A: Yes! You can experiment with graham crackers or chocolate cookies for a different flavor.
Q: How do I know when the cheesecake is done?
A: The edges should be set, and the center will slightly jiggle but not be liquid.
Q: Can I freeze Sugar Cookie Cheesecake?
A: Yes, wrap it tightly in plastic wrap and store it in an airtight container. It can be frozen for up to 3 months. Just thaw in the fridge before serving.

Sugar Cookie Cheesecake
Ingredients
Sugar Cookie Crust
- 1 3/4 cup All-purpose flour
- 1/2 tsp Baking soda
- 1/2 tsp Salt
- 3/4 cup Unsalted butter (room temperature)
- 1 cup Regenerative Organic Certified® Cane Sugar from Wholesome
- 1 tsp Pure vanilla extract
- 1 large Egg (room temperature)
- 1 large Egg yolk (room temperature)
- 1/3 cup Christmas sprinkles (jimmies)
Cookie Dough Balls
- 1 1/2 cups All-purpose flour
- 1/2 tsp Salt
- 1/2 cup Unsalted butter (room temperature)

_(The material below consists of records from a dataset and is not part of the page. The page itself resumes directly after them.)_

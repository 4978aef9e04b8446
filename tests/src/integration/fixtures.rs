//! # Integration Fixtures
//!
//! A small platform schema, a matching snapshot and two deployment
//! harnesses: a monolith with one store, and a region that reaches
//! control-owned kinds through a loopback transport.

use relocation_import::{
    CollisionPolicy, DependencyGraph, ImportConfig, ImporterRegistry, InMemoryRegionOutbox,
    InMemoryStore, Journal, KindDescriptor, LoopbackTransport, RecordingNamingService,
    RemoteImporter, SnapshotImportService, TableImporter,
};
use shared_types::{Domain, Record, RelocationScope};
use std::collections::BTreeMap;
use std::sync::Arc;

pub const USER: &str = "platform.user";
pub const EMAIL: &str = "platform.email";
pub const OPTION: &str = "platform.option";
pub const ORGANIZATION: &str = "platform.organization";
pub const MEMBER: &str = "platform.organizationmember";
pub const PROJECT: &str = "platform.project";
pub const TOKEN: &str = "platform.orgauthtoken";
pub const SETTING: &str = "platform.globalsetting";

/// Kinds in dependency order.
pub fn descriptors() -> Vec<KindDescriptor> {
    vec![
        KindDescriptor::new(USER, RelocationScope::User)
            .owned_by([Domain::Control])
            .known_fields(["username", "email", "is_active"]),
        KindDescriptor::new(EMAIL, RelocationScope::User)
            .owned_by([Domain::Control])
            .foreign_key("user", USER),
        KindDescriptor::new(OPTION, RelocationScope::Config).owned_by([Domain::Control]),
        KindDescriptor::new(ORGANIZATION, RelocationScope::Organization),
        KindDescriptor::new(MEMBER, RelocationScope::Organization)
            .foreign_key("organization", ORGANIZATION)
            .foreign_key("user", USER),
        KindDescriptor::new(PROJECT, RelocationScope::Organization)
            .foreign_key("organization", ORGANIZATION),
        KindDescriptor::new(TOKEN, RelocationScope::Organization)
            .owned_by([Domain::Control])
            .foreign_key("organization", ORGANIZATION),
        KindDescriptor::new(SETTING, RelocationScope::Global).without_sequence(),
    ]
}

fn natural_key(kind: &str) -> Option<(&'static str, CollisionPolicy)> {
    match kind {
        USER => Some(("username", CollisionPolicy::MergeWhenFlagged)),
        OPTION => Some(("key", CollisionPolicy::OverwriteWhenFlagged)),
        ORGANIZATION => Some(("slug", CollisionPolicy::Rename)),
        _ => None,
    }
}

pub fn user(pk: i64, username: &str) -> Record {
    Record::new(USER, pk)
        .with_field("username", username)
        .with_field("email", format!("{username}@example.com"))
        .with_field("is_active", true)
}

pub fn email(pk: i64, user: i64, address: &str) -> Record {
    Record::new(EMAIL, pk)
        .with_field("user", user)
        .with_field("email", address)
}

pub fn organization(pk: i64, slug: &str) -> Record {
    Record::new(ORGANIZATION, pk).with_field("slug", slug)
}

pub fn member(pk: i64, organization: i64, user: i64) -> Record {
    Record::new(MEMBER, pk)
        .with_field("organization", organization)
        .with_field("user", user)
}

pub fn project(pk: i64, organization: i64, slug: &str) -> Record {
    Record::new(PROJECT, pk)
        .with_field("organization", organization)
        .with_field("slug", slug)
}

pub fn token(pk: i64, organization: i64) -> Record {
    Record::new(TOKEN, pk).with_field("organization", organization)
}

/// Two organizations (`acme` with ada, `other` with bob) and their data.
/// Tokens come first to exercise deferral.
pub fn standard_records() -> Vec<Record> {
    vec![
        token(1, 1),
        token(2, 2),
        user(10, "ada"),
        user(20, "bob"),
        email(1, 10, "ada@example.com"),
        email(2, 20, "bob@example.com"),
        Record::new(OPTION, 1)
            .with_field("key", "mail.from")
            .with_field("value", "root@example.com"),
        organization(1, "acme"),
        organization(2, "other"),
        member(100, 1, 10),
        member(101, 2, 20),
        project(1, 1, "web"),
        project(2, 2, "api"),
        Record::new(SETTING, 1).with_field("name", "beacon"),
    ]
}

pub fn encode(records: &[Record]) -> Vec<u8> {
    serde_json::to_vec(records).expect("records serialize")
}

/// Services and collaborators of one deployment.
pub struct Harness {
    pub journal: Arc<Journal>,
    /// Store of the domain running the import.
    pub store: Arc<InMemoryStore>,
    /// Store of the control domain. Same as `store` in a monolith.
    pub control_store: Arc<InMemoryStore>,
    pub outbox: Arc<InMemoryRegionOutbox>,
    pub naming: Arc<RecordingNamingService>,
    pub transport: Option<Arc<LoopbackTransport>>,
    pub importers: BTreeMap<&'static str, Arc<TableImporter>>,
    pub service: SnapshotImportService,
}

impl Harness {
    /// Everything in one process and one store.
    pub fn monolith(config: ImportConfig) -> Self {
        let store = InMemoryStore::shared();
        Self::build(config, store.clone(), store, false)
    }

    /// A regional deployment with a separate control domain.
    pub fn region(config: ImportConfig) -> Self {
        Self::build(
            config.in_region(),
            InMemoryStore::shared(),
            InMemoryStore::shared(),
            true,
        )
    }

    fn build(
        config: ImportConfig,
        store: Arc<InMemoryStore>,
        control_store: Arc<InMemoryStore>,
        remote_control: bool,
    ) -> Self {
        let journal = Journal::shared();
        let outbox = Arc::new(InMemoryRegionOutbox::new().with_journal(journal.clone()));
        let naming = Arc::new(RecordingNamingService::new().with_journal(journal.clone()));

        let kinds = descriptors();
        let names: Vec<&'static str> =
            vec![USER, EMAIL, OPTION, ORGANIZATION, MEMBER, PROJECT, TOKEN, SETTING];

        let mut importers = BTreeMap::new();
        let mut local = ImporterRegistry::new();
        let mut control = ImporterRegistry::new();

        for (name, descriptor) in names.into_iter().zip(kinds.iter().cloned()) {
            let remote = remote_control && descriptor.is_control_owned();
            let target = if remote { &control_store } else { &store };
            let serving = if remote { Domain::Control } else { Domain::Region };

            let mut importer = TableImporter::new(target.clone(), descriptor.clone())
                .with_journal(journal.clone());
            if remote_control {
                importer = importer.serving(serving);
            }
            if let Some((field, policy)) = natural_key(name) {
                importer = importer.natural_key(field, policy);
            }
            let importer = Arc::new(importer);
            importers.insert(name, importer.clone());

            if remote {
                control.register(name, importer);
            } else {
                local.register(name, importer);
            }
        }

        let transport = if remote_control {
            let transport = Arc::new(LoopbackTransport::new(control));
            for descriptor in kinds.iter().filter(|d| d.is_control_owned()) {
                local.register(
                    descriptor.kind.clone(),
                    Arc::new(RemoteImporter::new(transport.clone())),
                );
            }
            Some(transport)
        } else {
            None
        };

        let graph = DependencyGraph::from_ordered(kinds).expect("fixture graph is ordered");
        let service = SnapshotImportService::new(
            config,
            Arc::new(graph),
            local,
            store.clone(),
            outbox.clone(),
            naming.clone(),
        );

        Self {
            journal,
            store,
            control_store,
            outbox,
            naming,
            transport,
            importers,
            service,
        }
    }

    /// Importer serving `kind`, wherever it runs.
    pub fn importer(&self, kind: &str) -> &Arc<TableImporter> {
        &self.importers[kind]
    }

    /// Rows of `kind` in the store owning it.
    pub fn rows(&self, kind: &str) -> Vec<Record> {
        let owner = descriptors()
            .into_iter()
            .find(|d| d.kind.as_str() == kind)
            .map_or(false, |d| d.is_control_owned());
        if owner && self.transport.is_some() {
            self.control_store.rows(kind)
        } else {
            self.store.rows(kind)
        }
    }
}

- 1 cup Regenerative Organic Certified® Cane Sugar from Wholesome
- 1 tsp Pure vanilla extract
- 5 TBSP Milk
- 1/3 cup Christmas sprinkles (jimmies)
Cheesecake
- 32 oz Cream cheese (room temperature)
- 2/3 cup Regenerative Organic Certified® Cane Sugar from Wholesome
- 3/4 cup Sour cream (room temperature or Greek yogurt)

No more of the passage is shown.